I repeated that to verify it and it was everytime faster as before. I also checked different packages

----------

## TigerJr

 *audiodef wrote:*   

> Has anyone benchmarked genkernel vs. manual kernel config? Is one faster, more memory efficient, etc., than the other? 
> 
> (I'm ignoring kernel size on disk or length of time it takes to compile.)

 

It depend on what you do with this kernel, if you experienced with manual configuration you can make many needed function faster and turn off unneeded function and drivers (kernel size is easy to analyze i.e. fast boot, and all function and drivers need size and time to load, big sized and heavy function with many operation and cpu instruction works slower), if you not experienced with manual configuration, than you can't turn off unneeded function and even have faced with kernel panics or your kernel would slower or unbootable, that pushes you to use genkernel or already compiled kernel.

----------

## szatox

 *Quote:*   

> Has anyone benchmarked genkernel vs. manual kernel config? Is one faster, more memory efficient, etc., than the other?
> 
> (I'm ignoring kernel size on disk or length of time it takes to compile.)

 You ignore the build-time stuff... So, you can launch make manually or have genkernel launch it for you.

In both cases you use gcc and kernel's .config. If your configs (and low-level compiler flags) match, you should get the same result. So... What do you want to benchmark against what, and what is the point?

----------

## Tony0945

Are you comparing apples and apples?  Manual configuration versus genkernel with the same kernel configuration?

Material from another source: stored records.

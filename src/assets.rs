//! Asset descriptions the simulation consumes.
//!
//! The demo ships its assets built in: a humanoid rig description (clip
//! names, durations, morph targets) and a procedurally generated terrain
//! tile that the tile window clones.

use std::f32::consts::TAU;

use thiserror::Error;

use crate::mesh::TriMesh;

#[derive(Debug, Error)]
pub enum AssetError {
    #[error("unknown asset '{0}'")]
    NotFound(String),
    #[error("asset '{asset}' is invalid: {reason}")]
    Invalid { asset: String, reason: String },
}

#[derive(Debug, Clone, PartialEq)]
pub struct ClipInfo {
    pub name: String,
    pub duration: f32,
}

/// Everything the core needs to know about a loaded actor model.
#[derive(Debug, Clone, PartialEq)]
pub struct ActorModel {
    pub name: String,
    pub clips: Vec<ClipInfo>,
    pub morph_targets: Vec<String>,
}

impl ActorModel {
    #[cfg(test)]
    pub fn clip(&self, name: &str) -> Option<&ClipInfo> {
        self.clips.iter().find(|c| c.name == name)
    }
}

pub const ROBOT: &str = "robot";

pub fn load_actor(name: &str) -> Result<ActorModel, AssetError> {
    if name != ROBOT {
        return Err(AssetError::NotFound(name.to_string()));
    }

    let clips = [
        ("Idle", 2.0),
        ("Walking", 1.0),
        ("Running", 0.7),
        ("Dance", 4.0),
        ("Death", 1.5),
        ("Sitting", 1.2),
        ("Standing", 1.2),
        ("Jump", 0.9),
        ("Yes", 1.1),
        ("No", 1.1),
        ("Wave", 1.6),
        ("Punch", 0.8),
        ("ThumbsUp", 1.4),
    ]
    .into_iter()
    .map(|(name, duration)| ClipInfo {
        name: name.to_string(),
        duration,
    })
    .collect();

    let model = ActorModel {
        name: name.to_string(),
        clips,
        morph_targets: ["Angry", "Surprised", "Sad"]
            .into_iter()
            .map(String::from)
            .collect(),
    };
    validate_actor(&model)?;
    Ok(model)
}

fn validate_actor(model: &ActorModel) -> Result<(), AssetError> {
    if let Some(clip) = model
        .clips
        .iter()
        .find(|c| !(c.duration.is_finite() && c.duration > 0.0))
    {
        return Err(AssetError::Invalid {
            asset: model.name.clone(),
            reason: format!("clip '{}' has no playable duration", clip.name),
        });
    }
    Ok(())
}

/// Terrain tile prefab: a heightfield whose edges wrap, so clones line up.
pub fn load_terrain_tile(size: f32, resolution: u32) -> Result<TriMesh, AssetError> {
    if !(size.is_finite() && size > 0.0) || resolution == 0 {
        return Err(AssetError::Invalid {
            asset: "terrain tile".to_string(),
            reason: format!("size {size} / resolution {resolution}"),
        });
    }

    let k = TAU / size;
    let mesh = TriMesh::heightfield(size, resolution, |x, z| {
        let hills = (x * k).sin() * (z * k).cos() * 1.2;
        let ripples = (x * 2.0 * k).cos() * (z * 3.0 * k).sin() * 0.3;
        hills + ripples
    });
    log::info!(
        "ASSET: terrain tile {size}x{size}, {} triangles",
        mesh.triangle_count()
    );
    Ok(mesh)
}

#[cfg(test)]
mod tests {
    use super::*;

    #[test]
    fn robot_has_locomotion_and_emote_clips() {
        let model = load_actor(ROBOT).expect("robot");
        for name in ["Idle", "Walking", "Running", "Jump", "Wave"] {
            assert!(model.clip(name).is_some(), "missing {name}");
        }
        assert_eq!(model.morph_targets.len(), 3);
    }

    #[test]
    fn unknown_actor_is_an_error() {
        assert!(matches!(load_actor("dragon"), Err(AssetError::NotFound(_))));
    }

    #[test]
    fn invalid_tile_is_rejected() {
        assert!(load_terrain_tile(0.0, 8).is_err());
        assert!(load_terrain_tile(10.0, 0).is_err());
    }

    #[test]
    fn tile_edges_wrap() {
        let size = 20.0;
        let res = 10;
        let mesh = load_terrain_tile(size, res).expect("tile");
        let row = (res + 1) as usize;
        for iz in 0..row {
            let left = mesh.positions[iz * row];
            let right = mesh.positions[iz * row + row - 1];
            assert!((left.y - right.y).abs() < 1e-4);
        }
    }
}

It sounds like you are asking about manual configuration versus stock configuration. Genkernel is just a script to do the steps without manually typing them in.  The only real difference is that genkernel doesn't forget to copy the kernel to /boot or to update the boot menu. The one weakness is that it requires an intitramfs. If you are using one anyway, there is no reason not to use genkernel.

I stopped using genkernel but only because I've ditched the initramfs.

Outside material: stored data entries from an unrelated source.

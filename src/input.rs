/// Keys the simulation cares about. The window layer maps physical keys onto these.
#[derive(Debug, Clone, Copy, PartialEq, Eq)]
pub enum InputKey {
    Forward,
    Back,
    Left,
    Right,
    Sprint,
    Action,
}

#[derive(Debug, Default, Clone, Copy, PartialEq, Eq)]
pub struct InputState {
    // --- Held keys (true while pressed) ---
    pub forward: bool,
    pub back: bool,
    pub left: bool,
    pub right: bool,
    pub sprint: bool,

    // --- One-shot actions (cleared after each tick) ---
    pub action: bool,
}

impl InputState {
    pub fn on_key_down(&mut self, key: InputKey) {
        self.set(key, true);
    }

    pub fn on_key_up(&mut self, key: InputKey) {
        // a released action key never cancels a trigger that has not been consumed yet
        if key != InputKey::Action {
            self.set(key, false);
        }
    }

    fn set(&mut self, key: InputKey, down: bool) {
        match key {
            InputKey::Forward => self.forward = down,
            InputKey::Back => self.back = down,
            InputKey::Left => self.left = down,
            InputKey::Right => self.right = down,
            InputKey::Sprint => self.sprint = down,
            InputKey::Action => self.action = down,
        }
    }

    pub fn any_direction(&self) -> bool {
        self.forward || self.back || self.left || self.right
    }

    /// Call after every tick: resets one-shot actions only.
    pub fn clear_one_shots(&mut self) {
        self.action = false;
    }
}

It would be interesting to bench mark a hand kernel against the same config as built with an initramfs by genkernel.

To do it you would build the hand kernel, save the config to <my saved config>  then run "genkernel --config=<my saved config> all". You can't leave it in /usr/src/linux/.config because genkernel overwrites it.

Easy enough to do, but the benchmarking procedure needs more thought.

----------

## audiodef

I'm interested in how efficiently a genkernel kernel, created with "genkernal all" and no specific options, runs (don't care about compile times for anything) compared to the same kernel sources carefully compiled manually for the same system, with anything not needed by the system removed. Is there a real difference? 

But I've decided to perform a comparison myself on the particular system I have in mind. That seems the best way to decide if I want to recommend genkernel as an option for Gentoo Studio.

----------

## NeddySeagoon

audiodef,

Other than building and loading modules you don't need, there should be no execution time differences.

Its the same code in both cases.  The difference is in the unneeded baggage.

I'll be interested in your results though.

----------

## Roman_Gruber

regarding build times.

i used for years

make && make modules_install

because it was in the guides and i never cared, or read the man-page

last year i read the manpage and there is the --jobs option. was kinda annoyed to see it taking a very long time. checked i7z tool and saw only one core in use.

you need to look it up yourself but it is something like, for 3610qm (when you want full hyperthreading in use), load should be around 8 or 9 than. my personal opinion is to keep the load between 8 and 9. because it is a quadcore cpu with hyperthreading. ... i7z tells a bit on how the cores are utilized.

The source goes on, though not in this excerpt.